Le ministre de l’Intérieur Gérald Darmanin a annoncé la mise à disposition des préfets de 7000 forces de l’ordre mobilisables. REUTERS/Charles Platiau

La menace est totale, sur le territoire français comme à l'étranger. Quelque 7000 membres des forces de l'ordre, dont pour moitié des gendarmes réservistes, seront mis dès lundi à la disposition des préfets pour assurer la sécurité des Français, a annoncé vendredi le ministre de l'Intérieur Gérald Darmanin, au lendemain de l'attaque au couteau de Nice.

« Le conseil de défense a décidé de l'augmentation de notre posture de vigilance », a déclaré Gérald Darmanin à l'issue de la réunion autour d'Emmanuel Macron. « Ce sera 3500 gendarmes réservistes rappelés qui, à partir de lundi, seront à la disposition du corps préfectoral, mais aussi 3500 policiers et gendarmes mobiles, qui seront à disposition des préfets », a-t-il ajouté.

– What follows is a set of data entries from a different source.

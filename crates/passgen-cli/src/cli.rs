use std::path::PathBuf;

use clap::{ArgAction, Args, Parser, Subcommand};
use clap_complete::Shell;

use passgen_core::VERSION;

/// Passgen - memorable passphrases from dictionary words, as in
/// https://www.xkcd.com/936/
#[derive(Parser)]
#[command(name = "passgen")]
#[command(author, version = VERSION, about, long_about = None)]
#[command(disable_version_flag = true)]
pub struct Cli {
    #[command(subcommand)]
    pub command: Option<Commands>,

    #[command(flatten)]
    pub generate: GenerateArgs,

    /// Wordlist file, one word per line (default: built-in English list)
    #[arg(short, long, global = true, env = "PASSGEN_WORDLIST", value_name = "PATH")]
    pub wordlist: Option<PathBuf>,

    /// Config file path
    #[arg(long, global = true, env = "PASSGEN_CONFIG", value_name = "PATH")]
    pub config: Option<PathBuf>,

    /// Quiet mode (minimal output)
    #[arg(short, long, global = true)]
    pub quiet: bool,

    /// Print version
    #[arg(short = 'v', long, action = ArgAction::Version)]
    pub version: Option<bool>,
}

/// Generation flags. Unset flags fall back to the config file, then to the
/// built-in defaults.
#[derive(Args, Debug)]
pub struct GenerateArgs {
    /// Suggested number of words. If --minchar or --maxchar is given this may
    /// be exceeded or cut short to reach a suitable length [default: 4]
    #[arg(
        short = 'n',
        long = "number-of-words",
        visible_alias = "numwords",
        value_name = "N",
        allow_negative_numbers = true
    )]
    pub number_of_words: Option<i64>,

    /// Minimum number of characters in the passphrase
    #[arg(long, value_name = "N", allow_negative_numbers = true)]
    pub minchar: Option<i64>,

    /// Maximum number of characters in the passphrase
    #[arg(long, value_name = "N", allow_negative_numbers = true)]
    pub maxchar: Option<i64>,

    /// Probability of a special character between words, 0 to 1 [default: 0]
    #[arg(long = "special-character", value_name = "P", allow_negative_numbers = true)]
    pub special_character: Option<f64>,

    /// Probability that a word is capitalised, 0 to 1 [default: 0]
    #[arg(long, value_name = "P", allow_negative_numbers = true)]
    pub capitalize: Option<f64>,

    /// Probability of a number between words, 0 to 1 [default: 0]
    #[arg(long = "special-number", value_name = "P", allow_negative_numbers = true)]
    pub special_number: Option<f64>,

    /// Probability that an iteration adds no word, allowing runs of special
    /// characters. At least 0 and less than 1 [default: 0]
    #[arg(long = "wordless-iteration", value_name = "P", allow_negative_numbers = true)]
    pub wordless_iteration: Option<f64>,

    /// Below this gap between --maxchar and --minchar, words are pre-filtered
    /// by length near the end [default: 4]
    #[arg(long, value_name = "N", allow_negative_numbers = true)]
    pub max_min_gap_threshold: Option<i64>,

    /// Distance to --minchar at which length filtering starts [default: 6]
    #[arg(long = "short-gap-threshold", value_name = "N", allow_negative_numbers = true)]
    pub short_gap_threshold: Option<i64>,

    /// Number of passphrases to print
    #[arg(
        short,
        long,
        default_value_t = 1,
        value_name = "N",
        value_parser = clap::value_parser!(u32).range(1..)
    )]
    pub count: u32,

    /// Output as JSON
    #[arg(long)]
    pub json: bool,
}

#[derive(Subcommand)]
pub enum Commands {
    /// Generate shell completions
    Completions {
        /// Shell to generate completions for
        #[arg(value_name = "SHELL")]
        shell: Shell,
    },
}
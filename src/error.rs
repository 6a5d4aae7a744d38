//! Error types for particle spawning

use thiserror::Error;

/// Error when spawning particles into a host document.
#[derive(Debug, Clone, PartialEq, Eq, Error)]
pub enum SpawnError {
    /// The designated container element is not in the document
    #[error("Container element '#{id}' not found in document")]
    MissingContainer { id: String },
    /// The spawner settings failed validation
    #[error("Invalid particle settings: {0}")]
    InvalidConfig(String),
    /// The particle field was already spawned on this page
    #[error("Particles were already spawned on this page")]
    AlreadySpawned,
    /// The host document rejected a DOM operation
    #[error("DOM operation '{operation}' failed: {message}")]
    Dom { operation: &'static str, message: String },
}

impl SpawnError {
    pub fn missing_container(id: impl Into<String>) -> Self {
        Self::MissingContainer { id: id.into() }
    }

    pub fn dom(operation: &'static str, message: impl Into<String>) -> Self {
        Self::Dom { operation, message: message.into() }
    }
}
//! Configuration module for the particle spawner
//!
//! Provides types and loading for `particles.toml`.

pub mod loader;
pub mod schema;

pub use loader::{
    check, find_config, find_config_from, load_config, merge_cli_overrides, CliOverrides,
    ConfigError, CONFIG_FILE_NAME,
};
pub use schema::*;
//! Configuration schema types for `particles.toml`
//!
//! Defines the structure and validation rules for spawner configuration.
//! Every field defaults to the built-in effect, so an empty file is valid.

use serde::{Deserialize, Serialize};

use crate::models::{
    AttributeRange, ParticleRanges, CONTAINER_ID, MAX_PARTICLE_COUNT, PARTICLE_CLASS,
    PARTICLE_COUNT,
};

/// Spawner section
#[derive(Debug, Clone, PartialEq, Serialize, Deserialize)]
pub struct SpawnerConfig {
    /// Number of particles created per trigger
    #[serde(default = "default_count")]
    pub count: usize,
    /// Id of the container element
    #[serde(default = "default_container_id")]
    pub container_id: String,
    /// Presentation class added to each particle
    #[serde(default = "default_class")]
    pub class: String,
    /// Seed for reproducible output; OS entropy when absent
    #[serde(skip_serializing_if = "Option::is_none", default)]
    pub seed: Option<u64>,
}

fn default_count() -> usize {
    PARTICLE_COUNT
}

fn default_container_id() -> String {
    CONTAINER_ID.to_string()
}

fn default_class() -> String {
    PARTICLE_CLASS.to_string()
}

impl Default for SpawnerConfig {
    fn default() -> Self {
        Self {
            count: default_count(),
            container_id: default_container_id(),
            class: default_class(),
            seed: None,
        }
    }
}

/// Complete particles.toml configuration
#[derive(Debug, Clone, PartialEq, Default, Serialize, Deserialize)]
pub struct ParticlesConfig {
    /// Spawner settings
    #[serde(default)]
    pub spawner: SpawnerConfig,
    /// Attribute ranges
    #[serde(default)]
    pub ranges: ParticleRanges,
}

/// Configuration validation error
#[derive(Debug, Clone)]
pub struct ConfigValidationError {
    /// Path to the invalid field (e.g., "ranges.size")
    pub field: String,
    /// Error message
    pub message: String,
}

impl std::fmt::Display for ConfigValidationError {
    fn fmt(&self, f: &mut std::fmt::Formatter<'_>) -> std::fmt::Result {
        write!(f, "particles.toml: '{}' {}", self.field, self.message)
    }
}

impl ParticlesConfig {
    /// Validate the configuration and return any errors
    pub fn validate(&self) -> Vec<ConfigValidationError> {
        let mut errors = Vec::new();

        if self.spawner.count == 0 {
            errors.push(ConfigValidationError {
                field: "spawner.count".to_string(),
                message: "must be a positive integer".to_string(),
            });
        } else if self.spawner.count > MAX_PARTICLE_COUNT {
            errors.push(ConfigValidationError {
                field: "spawner.count".to_string(),
                message: format!("must be at most {}", MAX_PARTICLE_COUNT),
            });
        }

        if self.spawner.container_id.trim().is_empty() {
            errors.push(ConfigValidationError {
                field: "spawner.container_id".to_string(),
                message: "must be a non-empty string".to_string(),
            });
        }

        if self.spawner.class.is_empty() || self.spawner.class.chars().any(char::is_whitespace) {
            errors.push(ConfigValidationError {
                field: "spawner.class".to_string(),
                message: "must be a single non-empty class name".to_string(),
            });
        }

        let ranges = [
            ("ranges.position", self.ranges.position),
            ("ranges.duration", self.ranges.duration),
            ("ranges.delay", self.ranges.delay),
            ("ranges.size", self.ranges.size),
        ];
        for (field, range) in ranges {
            validate_range(field, range, &mut errors);
        }

        errors
    }
}

/// Ranges must be non-empty and start at or above zero: none of the
/// attributes (vw, seconds, px) accept negative values.
fn validate_range(field: &str, range: AttributeRange, errors: &mut Vec<ConfigValidationError>) {
    if !range.is_valid() {
        errors.push(ConfigValidationError {
            field: field.to_string(),
            message: format!("must be finite with min < max (got {})", range),
        });
    } else if range.min < 0.0 {
        errors.push(ConfigValidationError {
            field: field.to_string(),
            message: format!("must not be negative (got {})", range),
        });
    }
}
//! Particlefield - command-line tool for generating ambient particle fields

use std::process::ExitCode;

use particlefield::cli;

fn main() -> ExitCode {
    cli::run()
}
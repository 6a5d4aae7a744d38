//! Command-line interface implementation

use clap::builder::RangedU64ValueParser;
use clap::{Parser, Subcommand, ValueEnum};
use std::fs;
use std::path::{Path, PathBuf};
use std::process::ExitCode;
use tracing_subscriber::EnvFilter;

use crate::config::{check, load_config, merge_cli_overrides, CliOverrides, ParticlesConfig};
use crate::document::{Document, VirtualDocument};
use crate::models::MAX_PARTICLE_COUNT;
use crate::spawner::ParticleSpawner;

const EXIT_SUCCESS: u8 = 0;
const EXIT_ERROR: u8 = 1;
const EXIT_INVALID_ARGS: u8 = 2;

/// Particlefield - spawn ambient decorative particles for a web page
#[derive(Parser)]
#[command(name = "particles")]
#[command(about = "Particlefield - spawn ambient decorative particles for a web page")]
#[command(version)]
pub struct Cli {
    /// Config file (default: nearest particles.toml)
    #[arg(long, global = true)]
    pub config: Option<PathBuf>,

    /// Increase log verbosity (-v debug, -vv trace)
    #[arg(short, long, action = clap::ArgAction::Count, global = true)]
    pub verbose: u8,

    #[command(subcommand)]
    pub command: Commands,
}

/// Output format for `spawn`
#[derive(Debug, Clone, Copy, PartialEq, Eq, ValueEnum)]
pub enum OutputFormat {
    /// The populated container as an HTML fragment
    Html,
    /// The generated particles as a JSON array
    Json,
}

#[derive(Subcommand)]
pub enum Commands {
    /// Spawn a particle field and write it as HTML or JSON
    Spawn {
        /// Number of particles (1-10000)
        #[arg(
            short = 'n',
            long,
            value_parser = RangedU64ValueParser::<usize>::new().range(1..=MAX_PARTICLE_COUNT as u64)
        )]
        count: Option<usize>,

        /// Seed for reproducible output
        #[arg(long)]
        seed: Option<u64>,

        /// Container element id
        #[arg(long)]
        container: Option<String>,

        /// Presentation class for each particle
        #[arg(long)]
        class: Option<String>,

        /// Output format
        #[arg(short, long, value_enum, default_value = "html")]
        format: OutputFormat,

        /// Output file (default: stdout)
        #[arg(short, long)]
        output: Option<PathBuf>,
    },
    /// Print the resolved configuration as TOML
    Config,
}

/// Run the CLI application
pub fn run() -> ExitCode {
    let cli = Cli::parse();
    init_logging(cli.verbose);

    match cli.command {
        Commands::Spawn { count, seed, container, class, format, output } => {
            let overrides = CliOverrides { count, container_id: container, class, seed };
            run_spawn(cli.config.as_deref(), &overrides, format, output.as_deref())
        }
        Commands::Config => run_config(cli.config.as_deref()),
    }
}

fn init_logging(verbose: u8) {
    let default_level = match verbose {
        0 => "warn",
        1 => "debug",
        _ => "trace",
    };
    let filter = EnvFilter::try_from_default_env().unwrap_or_else(|_| EnvFilter::new(default_level));
    let _ = tracing_subscriber::fmt().with_env_filter(filter).with_writer(std::io::stderr).try_init();
}

/// Load the config file (if any) and apply CLI overrides
fn resolve_config(
    config_path: Option<&Path>,
    overrides: &CliOverrides,
) -> Result<ParticlesConfig, String> {
    let mut config = load_config(config_path).map_err(|e| e.to_string())?;
    merge_cli_overrides(&mut config, overrides);
    check(&config).map_err(|e| e.to_string())?;
    Ok(config)
}

/// Execute the spawn command
fn run_spawn(
    config_path: Option<&Path>,
    overrides: &CliOverrides,
    format: OutputFormat,
    output: Option<&Path>,
) -> ExitCode {
    let config = match resolve_config(config_path, overrides) {
        Ok(c) => c,
        Err(e) => {
            eprintln!("Error: {}", e);
            return ExitCode::from(EXIT_INVALID_ARGS);
        }
    };

    let spawner = match ParticleSpawner::new(&config) {
        Ok(s) => s,
        Err(e) => {
            eprintln!("Error: {}", e);
            return ExitCode::from(EXIT_INVALID_ARGS);
        }
    };

    // Stand-in for the host page: a body holding the empty container
    let mut doc = VirtualDocument::with_container(&config.spawner.container_id);
    let report = match spawner.spawn_with_entropy(&mut doc) {
        Ok(r) => r,
        Err(e) => {
            eprintln!("Error: {}", e);
            return ExitCode::from(EXIT_ERROR);
        }
    };

    let rendered = match format {
        OutputFormat::Html => match doc.get_element_by_id(&report.container_id) {
            Some(container) => doc.to_html(container),
            None => {
                eprintln!("Error: container '#{}' vanished after spawn", report.container_id);
                return ExitCode::from(EXIT_ERROR);
            }
        },
        OutputFormat::Json => match serde_json::to_string_pretty(&report.particles) {
            Ok(json) => json,
            Err(e) => {
                eprintln!("Error: Cannot serialize particles: {}", e);
                return ExitCode::from(EXIT_ERROR);
            }
        },
    };

    write_output(output, &rendered)
}

/// Execute the config command
fn run_config(config_path: Option<&Path>) -> ExitCode {
    let config = match resolve_config(config_path, &CliOverrides::default()) {
        Ok(c) => c,
        Err(e) => {
            eprintln!("Error: {}", e);
            return ExitCode::from(EXIT_INVALID_ARGS);
        }
    };

    match toml::to_string(&config) {
        Ok(text) => write_output(None, text.trim_end()),
        Err(e) => {
            eprintln!("Error: Cannot serialize config: {}", e);
            ExitCode::from(EXIT_ERROR)
        }
    }
}

fn write_output(output: Option<&Path>, contents: &str) -> ExitCode {
    match output {
        Some(path) => {
            if let Err(e) = fs::write(path, format!("{}\n", contents)) {
                eprintln!("Error: Cannot write '{}': {}", path.display(), e);
                return ExitCode::from(EXIT_ERROR);
            }
            tracing::info!(path = %path.display(), "wrote output");
        }
        None => println!("{}", contents),
    }
    ExitCode::from(EXIT_SUCCESS)
}

#[cfg(test)]
mod tests {
    use super::*;
    use clap::CommandFactory;

    #[test]
    fn test_cli_definition_is_valid() {
        Cli::command().debug_assert();
    }

    #[test]
    fn test_parse_spawn_flags() {
        let cli = Cli::try_parse_from([
            "particles", "spawn", "-n", "10", "--seed", "5", "--format", "json",
        ])
        .unwrap();
        match cli.command {
            Commands::Spawn { count, seed, format, .. } => {
                assert_eq!(count, Some(10));
                assert_eq!(seed, Some(5));
                assert_eq!(format, OutputFormat::Json);
            }
            _ => panic!("expected spawn"),
        }
    }

    #[test]
    fn test_count_out_of_range_rejected_by_parser() {
        for count in ["0", "10001", "18446744073709551615"] {
            let result = Cli::try_parse_from(["particles", "spawn", "-n", count]);
            assert!(result.is_err(), "count {} should be rejected", count);
        }
        assert!(Cli::try_parse_from(["particles", "spawn", "-n", "10000"]).is_ok());
    }

    #[test]
    fn test_resolve_config_rejects_zero_count() {
        let temp = tempfile::TempDir::new().unwrap();
        let path = temp.path().join("particles.toml");
        fs::write(&path, "").unwrap();
        let overrides = CliOverrides { count: Some(0), ..Default::default() };
        let err = resolve_config(Some(&path), &overrides).unwrap_err();
        assert!(err.contains("spawner.count"));
    }
}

Le renforcement des mesures de sécurité autour des lieux de cultes chrétiens sera « fort » en ce week-end de la Toussaint, a également assuré le ministre. Gérald Darmanin a en outre annoncé l'envoi de 120 policiers à Nice, où trois personnes sont mortes, dont au moins deux égorgées, jeudi matin, à l'intérieur de la basilique Notre-Dame-de-l'Assomption.

Quant aux établissements scolaires, « dans un moment de crise Covid mais également de crise de menaces terroristes, ils seront particulièrement protégés ». Des « consignes seront données en ce sens, évidemment », ajoute le ministre.

« La menace est partout »

L'état de la menace est jugé tout aussi sérieux à l'étranger, selon le ministre des Affaires étrangères Jean-Yves Le Drian. « Le message d'urgence attentat (plus haut niveau du plan de sécurité « vigipirate », ndlr) a été envoyé hier soir à l'ensemble de nos ressortissants à l'étranger, quels que soient les lieux, puisque la menace est partout », a-t-il expliqué à l'issue du conseil de Défense.

« On passe vite de la haine virtuelle à la violence réelle, et nous avons décidé de prendre toutes les mesures pour assurer la sécurité de nos intérêts, de nos ressortissants », a poursuivi le chef de la diplomatie française. Des instructions ont été données aux ambassadeurs « pour qu'ils renforcent les dispositifs de sécurité » autour des présences françaises dans le monde (ambassades, consulats mais aussi Alliances françaises ou établissements scolaires).

Quelques semaines après l'assassinat de l'enseignant Samuel Paty, décapité pour avoir montré à ses élèves des caricatures du prophète Mahomet dans le cadre d'un cours sur la liberté d'expression, le patron du Quai d'Orsay a évoqué une vigilance toute particulière autour des écoles. « Nous avons aussi pris la décision de n'autoriser les ouvertures d'établissements scolaires qu'à partir du moment où la vigilance aura été accrue et une attention aura été portée à l'égard à la fois des parents, des enseignants et des élèves », a-t-il expliqué.

Jean-Yves Le Drian a relevé que ces mesures étaient prises « en relation avec les autorités locales qui, d'une manière générale, nous apportent leur concours ». Des manifestations anti-françaises et des appels au boycott des produits français se sont multipliés depuis le week-end dernier dans le monde musulman pour dénoncer le soutien apporté par le président Emmanuel Macron à la liberté de caricaturer.